The problem seems to be that performance is outstanding with multi-threaded apps, even beating the intel i7-2600k flagship cpu.

However, with single-threaded apps it sucks badly, not even competing with the previous generation AMD x6 Thuban cores, and badly losing to even the 2500k intel in single threaded apps. Power consumption is also way too high. Even the price/performance comparison is losing, according to most reviews I've seen (hundreds). There's enough of them to get a good idea of what the FX's are capable of- and the consensus is very disappointing, so far. Nobody is recommending this long-awaited chip, as opposed to investing in an intel in the same price range- in fact, at this point most would recommend X6 thubans over any FX zambezi.

Basically, the Zambezi seems to be a server chip, being marketed as a "desktop/general purpose" cpu, but the initial reports really seem to argue this is not working at all. The AMD zone and many other sites have long detailed technical discussions of all the details, pros and cons, regarding L1, L2, and L3 caching problems causing huge cache misses and having to re-fetch from the cache. Some are saying the entire arch is "completely broken" in this respect.

All that said, most of the above mentioned reviewing has apparently been done on Windows 7 systems, and no real mention of Linux systems, yet. There's talk that the windows scheduler has problems with the new zambezi arch, and that currently most common desktop software is really not optimized for multi-threads.
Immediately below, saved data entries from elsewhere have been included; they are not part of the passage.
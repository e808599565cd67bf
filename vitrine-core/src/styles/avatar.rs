use serde::Serialize;
use vitrine_model::{AvatarShape, AvatarSize, PresenceStatus};

use crate::theme::{Color, Radius, ThemeTokens};

/// Name shown when neither a name nor alt text is available.
pub const DEFAULT_DISPLAY_NAME: &str = "User";

#[derive(Debug, Clone, Copy, PartialEq, Eq, Serialize)]
pub struct StatusDot {
    pub color: Color,
    pub diameter: u16,
    /// Ring separating the dot from the avatar.
    pub ring: Color,
}

#[derive(Debug, Clone, PartialEq, Serialize)]
pub struct AvatarStyle {
    pub diameter: u16,
    pub font_size: u16,
    pub radius: Radius,
    pub background: Color,
    pub foreground: Color,
    pub status: Option<StatusDot>,
}

pub fn avatar_style(
    tokens: &ThemeTokens,
    size: AvatarSize,
    shape: AvatarShape,
    status: Option<PresenceStatus>,
) -> AvatarStyle {
    let p = &tokens.palette;
    let (diameter, font_size) = match size {
        AvatarSize::Small => (24, 10),
        AvatarSize::Medium => (32, 13),
        AvatarSize::Large => (40, 16),
        AvatarSize::XLarge => (64, 24),
    };
    let dot_diameter = match size {
        AvatarSize::Small => 8,
        AvatarSize::Medium => 10,
        AvatarSize::Large | AvatarSize::XLarge => 12,
    };

    AvatarStyle {
        diameter,
        font_size,
        radius: match shape {
            AvatarShape::Circle => Radius::Circle,
            AvatarShape::Square => Radius::R8,
        },
        background: p.brand.primary,
        foreground: p.brand.primary_text,
        status: status.map(|status| StatusDot {
            color: status_color(tokens, status),
            diameter: dot_diameter,
            ring: p.background.primary,
        }),
    }
}

pub fn status_color(tokens: &ThemeTokens, status: PresenceStatus) -> Color {
    let p = &tokens.palette;
    match status {
        PresenceStatus::Online => p.status.green,
        PresenceStatus::Offline => p.text.quaternary,
        PresenceStatus::Busy => p.status.red,
        PresenceStatus::Away => p.status.orange,
    }
}

/// First non-empty of `name` and `alt`, or [`DEFAULT_DISPLAY_NAME`].
pub fn display_name<'a>(name: Option<&'a str>, alt: Option<&'a str>) -> &'a str {
    [name, alt]
        .into_iter()
        .flatten()
        .find(|candidate| !candidate.trim().is_empty())
        .unwrap_or(DEFAULT_DISPLAY_NAME)
}

/// One word: its first two characters. Several words: the first letter of
/// the first and last word. Always uppercased.
pub fn initials(name: &str) -> String {
    let words: Vec<&str> = name.split_whitespace().collect();
    match words.as_slice() {
        [] => String::new(),
        [single] => single.chars().take(2).collect::<String>().to_uppercase(),
        [first, .., last] => first
            .chars()
            .take(1)
            .chain(last.chars().take(1))
            .collect::<String>()
            .to_uppercase(),
    }
}

#[cfg(test)]
mod tests {
    use super::*;

    #[test]
    fn initials_follow_word_count() {
        assert_eq!(initials("kim"), "KI");
        assert_eq!(initials("Jane Q Public"), "JP");
        assert_eq!(initials("  ada   lovelace "), "AL");
        assert_eq!(initials("X"), "X");
        assert_eq!(initials(""), "");
    }

    #[test]
    fn display_name_falls_back_to_user() {
        assert_eq!(display_name(Some("Ada"), Some("alt")), "Ada");
        assert_eq!(display_name(None, Some("Profile")), "Profile");
        assert_eq!(display_name(Some(" "), None), "User");
        assert_eq!(initials(display_name(None, None)), "US");
    }

    #[test]
    fn status_dot_tracks_size_and_presence() {
        let tokens = ThemeTokens::default();
        let style = avatar_style(
            &tokens,
            AvatarSize::Small,
            AvatarShape::Square,
            Some(PresenceStatus::Away),
        );
        assert_eq!(style.diameter, 24);
        assert_eq!(style.radius, Radius::R8);
        let dot = style.status.unwrap();
        assert_eq!(dot.diameter, 8);
        assert_eq!(dot.color.to_hex(), "#fc7840");

        let offline = status_color(&tokens, PresenceStatus::Offline);
        assert_eq!(offline.to_hex(), "#62666d");
    }
}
This brings me to my Gentoo (and Linux in general) questions:
Since in Gentoo we compile everything ourselves using gcc, and have scheduler/kernel/USE and cflag flag options, I'm wondering if the performance problems with single-thread apps might be less of a problem in Linux in general, and especially with Gentoo?
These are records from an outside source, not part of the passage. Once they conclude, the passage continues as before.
//! Transition duration tokens.
//!
//! Durations scale by the square root of the preset factor so interactions
//! neither snap at small scales nor drag at large ones.

use std::time::Duration;

use serde::Serialize;

/// | Token     | Base  |
/// |-----------|-------|
/// | `quick`   | 100ms |
/// | `regular` | 250ms |
/// | `slow`    | 500ms |
#[derive(Debug, Clone, Copy, PartialEq, Eq, Serialize)]
pub struct TransitionTokens {
    pub quick: u64,
    pub regular: u64,
    pub slow: u64,
}

impl TransitionTokens {
    pub const BASE: Self = Self {
        quick: 100,
        regular: 250,
        slow: 500,
    };

    pub const MIN_DURATION: u64 = 50;
    pub const MAX_DURATION: u64 = 2000;

    pub fn scaled(scale: f32) -> Self {
        let factor = scale.max(0.0).sqrt();
        Self {
            quick: Self::scale_duration(Self::BASE.quick, factor),
            regular: Self::scale_duration(Self::BASE.regular, factor),
            slow: Self::scale_duration(Self::BASE.slow, factor),
        }
    }

    #[inline]
    fn scale_duration(base: u64, factor: f32) -> u64 {
        let scaled = ((base as f32) * factor).round() as u64;
        scaled.clamp(Self::MIN_DURATION, Self::MAX_DURATION)
    }

    pub fn get(&self, speed: TransitionSpeed) -> u64 {
        match speed {
            TransitionSpeed::Quick => self.quick,
            TransitionSpeed::Regular => self.regular,
            TransitionSpeed::Slow => self.slow,
        }
    }

    pub fn duration(&self, speed: TransitionSpeed) -> Duration {
        Duration::from_millis(self.get(speed))
    }

    /// CSS time value, e.g. `0.1s`.
    pub fn css(&self, speed: TransitionSpeed) -> String {
        format!("{}s", self.get(speed) as f64 / 1000.0)
    }
}

impl Default for TransitionTokens {
    fn default() -> Self {
        Self::BASE
    }
}

#[derive(Debug, Clone, Copy, PartialEq, Eq, Hash)]
pub enum TransitionSpeed {
    Quick,
    Regular,
    Slow,
}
I realize that just re-compiling an app not specifically coded by its creator for multi-thread probably can't be completely transformed by gcc and multi-thread kernel options/patches, but this type of thing was being mentioned as being potential but limited "fixes" for windows7 and the zambezi cpus.

I've always run AMD cpus, and am currently using the athlon II X4 640 propus core (basically a phenom II just without the L3 cache). I've noticed that during long emerges all 4 cores are always pegged at 100% usage for the duration, which I assume means portage/emerge is highly designed for multi-threading.

Anyone using or planning to get a new AMD FX cpu, and have any thoughts/experiences on all this?

I'd really like to know if recompiling actually makes any difference as regards to single thread vs. multi-thread behavior/performance. In other words, would recompiling a linux app originally coded for single-thread but using march=native, USE="threads", and any kernel threading options/patches render the code more suited for the 8 core zambezi which has superb multi-thread performance, thus justifying getting a zambezi cpu instead of an X6 thuban, or simply forgetting AMD and moving to the intel Sandy/Ivy bridge i7-2600k platform. Guess I could keep the Athlon II X4 and wait for the AMD "Piledriver" and hope the new arch problems are fixed then. :roll:

If I really thought running Linux and Gentoo on these cpus would perform better than what's being reported on Windows7, I'd probably get one, as I'm using Gentoo Linux 99% of the time anyway.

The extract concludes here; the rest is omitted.